> About this exercise
Determine how many lines in these records hold "expected". Only the number is wanted.

(Data records)
[Start of Attachment]

//! Administrator console: guest list, household editing, CSV export and
//! email previews. Everything here sits behind HTTP Basic auth.

use axum::{
    Form, Json, Router,
    extract::{Path, Request, State},
    http::{HeaderMap, Method, StatusCode, header},
    middleware::{self, Next},
    response::{Html, IntoResponse, Redirect, Response},
    routing::{get, post},
};
use axum_extra::{
    TypedHeader,
    headers::{Authorization, authorization::Basic},
    typed_header::TypedHeaderRejection,
};
use minijinja::context;
use serde::{Deserialize, Serialize};
use subtle::ConstantTimeEq;
use tracing::{info, warn};

use crate::{
    entities::{guest, household},
    error::AppError,
    import::export_guests,
    notify::{EmailKind, invitation_message, invitation_url, render_email},
    router::AppState,
    store::{self, GuestFields},
};

pub fn routes(state: AppState) -> Router<AppState> {
    Router::new()
        .route("/admin/", get(dashboard))
        .route("/admin/households", post(create_household))
        .route(
            "/admin/households/{id}",
            get(household_detail).post(update_household),
        )
        .route("/admin/households/{id}/delete", post(delete_household))
        .route("/admin/households/{id}/guests", post(add_guest))
        .route(
            "/admin/households/{id}/email/{kind}",
            get(email_preview),
        )
        .route(
            "/admin/households/{id}/email/{kind}/test",
            post(email_test),
        )
        .route("/admin/guests/{id}", post(update_guest))
        .route("/admin/guests/{id}/delete", post(delete_guest))
        .route("/admin/export.csv", get(export_csv))
        .route("/admin/api/households", get(api_households))
        .route_layer(middleware::from_fn_with_state(state, require_admin))
}

pub async fn require_admin(
    State(state): State<AppState>,
    auth: Result<TypedHeader<Authorization<Basic>>, TypedHeaderRejection>,
    request: Request,
    next: Next,
) -> Response {
    // No password configured means no admin console at all.
    let Some(password) = state.config.admin_password.as_deref() else {
        return StatusCode::NOT_FOUND.into_response();
    };

    let authorized = match &auth {
        Ok(TypedHeader(creds)) => credentials_match(
            (creds.username(), creds.password()),
            (state.config.admin_username.as_str(), password),
        ),
        Err(_) => false,
    };
    if !authorized {
        return (
            StatusCode::UNAUTHORIZED,
            [(header::WWW_AUTHENTICATE, r#"Basic realm="admin""#)],
        )
            .into_response();
    }

    // Browsers replay Basic credentials on cross-site form posts.
    let method = request.method();
    if method != Method::GET
        && method != Method::HEAD
        && !is_same_origin(request.headers(), &state.config.site_url)
    {
        warn!(%method, uri = %request.uri(), "Refusing cross-origin admin request");
        return (StatusCode::FORBIDDEN, "Cross-origin request refused").into_response();
    }

    next.run(request).await
}

fn credentials_match(given: (&str, &str), expected: (&str, &str)) -> bool {
    let username = given.0.as_bytes().ct_eq(expected.0.as_bytes());
    let password = given.1.as_bytes().ct_eq(expected.1.as_bytes());
    bool::from(username & password)
}

/// `scheme://host[:port]/...` to `host[:port]`.
fn authority(url: &str) -> Option<&str> {
    let (_, rest) = url.split_once("://")?;
    let end = rest.find('/').unwrap_or(rest.len());
    Some(&rest[..end]).filter(|a| !a.is_empty())
}

/// A request is same-origin when `Sec-Fetch-Site` says so, or when its
/// `Origin` matches the `Host` header or the public site URL. Requests with
/// neither header do not come from a browser form and pass.
fn is_same_origin(headers: &HeaderMap, site_url: &str) -> bool {
    if let Some(site) = headers.get("sec-fetch-site") {
        return matches!(site.to_str(), Ok("same-origin" | "none"));
    }
    let Some(origin) = headers.get(header::ORIGIN) else {
        return true;
    };
    let Some(origin) = origin.to_str().ok().and_then(authority) else {
        return false;
    };

    let host = headers.get(header::HOST).and_then(|h| h.to_str().ok());
    [host, authority(site_url)]
        .into_iter()
        .flatten()
        .any(|allowed| allowed.eq_ignore_ascii_case(origin))
}

#[derive(Deserialize)]
pub struct HouseholdForm {
    name: String,
    comments: Option<String>,
}

/// HTML form encoding of a guest: checkboxes are absent when unticked and
/// attendance is `""`, `"yes"` or `"no"`.
#[derive(Deserialize)]
pub struct GuestForm {
    first_name: String,
    last_name: Option<String>,
    is_child: Option<String>,
    is_attending: Option<String>,
    comments: Option<String>,
}

impl GuestForm {
    fn into_fields(self) -> Option<GuestFields> {
        let first_name = self.first_name.trim().to_string();
        if first_name.is_empty() {
            return None;
        }
        Some(GuestFields {
            first_name,
            last_name: non_empty(self.last_name),
            is_child: self.is_child.is_some(),
            is_attending: match self.is_attending.as_deref() {
                Some("yes") => Some(true),
                Some("no") => Some(false),
                _ => None,
            },
            comments: non_empty(self.comments),
        })
    }
}

fn non_empty(value: Option<String>) -> Option<String> {
    value
        .map(|v| v.trim().to_string())
        .filter(|v| !v.is_empty())
}

fn household_url(id: i32) -> String {
    format!("/admin/households/{id}")
}

#[derive(Serialize)]
struct HouseholdRow {
    #[serde(flatten)]
    household: household::Model,
    invitation_url: String,
    guests: Vec<guest::Model>,
}

async fn household_rows(state: &AppState) -> Result<Vec<HouseholdRow>, AppError> {
    let rows = store::list_households_with_guests(&state.db)
        .await?
        .into_iter()
        .map(|(household, guests)| HouseholdRow {
            invitation_url: invitation_url(&state.config.site_url, &household.invitation_token),
            household,
            guests,
        })
        .collect();
    Ok(rows)
}

pub async fn dashboard(State(state): State<AppState>) -> Result<impl IntoResponse, AppError> {
    let summary = store::summary(&state.db).await?;
    let households = household_rows(&state).await?;
    let unassigned = store::unassigned_guests(&state.db).await?;

    state.render(
        "admin/dashboard.html",
        context! {
            summary => summary,
            households => households,
            unassigned => unassigned,
            couple_name => state.config.couple_name,
            website_url => state.config.info_url,
        },
    )
}

pub async fn create_household(
    State(state): State<AppState>,
    Form(form): Form<HouseholdForm>,
) -> Result<Response, AppError> {
    let name = form.name.trim();
    if name.is_empty() {
        return Ok((StatusCode::BAD_REQUEST, "Household name is required").into_response());
    }
    let household = store::create_household(&state.db, name).await?;
    info!(household_id = household.id, "Household created");
    Ok(Redirect::to(&household_url(household.id)).into_response())
}

pub async fn household_detail(
    State(state): State<AppState>,
    Path(id): Path<i32>,
) -> Result<impl IntoResponse, AppError> {
    let household = store::find_household(&state.db, id)
        .await?
        .ok_or(AppError::NotFound)?;
    let guests = store::guests_of(&state.db, id).await?;
    let message = invitation_message(&state.templates, &state.config, &household)?;

    state.render(
        "admin/household.html",
        context! {
            invitation_url => invitation_url(&state.config.site_url, &household.invitation_token),
            invitation_message => message,
            household => household,
            guests => guests,
            test_recipient => state.config.email.test_recipient,
        },
    )
}

pub async fn update_household(
    State(state): State<AppState>,
    Path(id): Path<i32>,
    Form(form): Form<HouseholdForm>,
) -> Result<Response, AppError> {
    let name = form.name.trim();
    if name.is_empty() {
        return Ok((StatusCode::BAD_REQUEST, "Household name is required").into_response());
    }
    store::update_household_details(&state.db, id, name, non_empty(form.comments))
        .await?
        .ok_or(AppError::NotFound)?;
    Ok(Redirect::to(&household_url(id)).into_response())
}

pub async fn delete_household(
    State(state): State<AppState>,
    Path(id): Path<i32>,
) -> Result<impl IntoResponse, AppError> {
    if !store::delete_household(&state.db, id).await? {
        return Err(AppError::NotFound);
    }
    info!(household_id = id, "Household deleted");
    Ok(Redirect::to("/admin/"))
}

pub async fn add_guest(
    State(state): State<AppState>,
    Path(id): Path<i32>,
    Form(form): Form<GuestForm>,
) -> Result<Response, AppError> {
    store::find_household(&state.db, id)
        .await?
        .ok_or(AppError::NotFound)?;
    let Some(fields) = form.into_fields() else {
        return Ok((StatusCode::BAD_REQUEST, "First name is required").into_response());
    };
    store::insert_guest(&state.db, Some(id), fields).await?;
    Ok(Redirect::to(&household_url(id)).into_response())
}

pub async fn update_guest(
    State(state): State<AppState>,
    Path(id): Path<i32>,
    Form(form): Form<GuestForm>,
) -> Result<Response, AppError> {
    let Some(fields) = form.into_fields() else {
        return Ok((StatusCode::BAD_REQUEST, "First name is required").into_response());
    };
    let guest = store::update_guest(&state.db, id, fields)
        .await?
        .ok_or(AppError::NotFound)?;
    let back = guest.household_id.map_or_else(|| "/admin/".to_string(), household_url);
    Ok(Redirect::to(&back).into_response())
}

pub async fn delete_guest(
    State(state): State<AppState>,
    Path(id): Path<i32>,
) -> Result<impl IntoResponse, AppError> {
    let guest = store::find_guest(&state.db, id)
        .await?
        .ok_or(AppError::NotFound)?;
    store::delete_guest(&state.db, id).await?;
    let back = guest.household_id.map_or_else(|| "/admin/".to_string(), household_url);
    Ok(Redirect::to(&back))
}

pub async fn export_csv(State(state): State<AppState>) -> Result<Response, AppError> {
    let csv = export_guests(&state.db, b';').await?;
    Ok((
        [
            (header::CONTENT_TYPE, "text/csv; charset=utf-8"),
            (
                header::CONTENT_DISPOSITION,
                "attachment; filename=all-guests.csv",
            ),
        ],
        csv,
    )
        .into_response())
}

pub async fn email_preview(
    State(state): State<AppState>,
    Path((id, kind)): Path<(i32, EmailKind)>,
) -> Result<impl IntoResponse, AppError> {
    let household = store::find_household(&state.db, id)
        .await?
        .ok_or(AppError::NotFound)?;
    let guests = store::guests_of(&state.db, id).await?;
    let email = render_email(&state.templates, &state.config, kind, &household, &guests)?;
    Ok(Html(email.html))
}

pub async fn email_test(
    State(state): State<AppState>,
    Path((id, kind)): Path<(i32, EmailKind)>,
) -> Result<Response, AppError> {
    let Some(recipient) = state.config.email.test_recipient.clone() else {
        return Ok((
            StatusCode::BAD_REQUEST,
            "DEFAULT_WEDDING_TEST_EMAIL is not configured",
        )
            .into_response());
    };
    let household = store::find_household(&state.db, id)
        .await?
        .ok_or(AppError::NotFound)?;
    let guests = store::guests_of(&state.db, id).await?;
    let email = render_email(&state.templates, &state.config, kind, &household, &guests)?;
    state.notifier.send(&email, &[recipient]).await?;
    Ok("sent!".into_response())
}

pub async fn api_households(State(state): State<AppState>) -> Result<impl IntoResponse, AppError> {
    Ok(Json(household_rows(&state).await?))
}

[End of Attachment]

> Written solution
3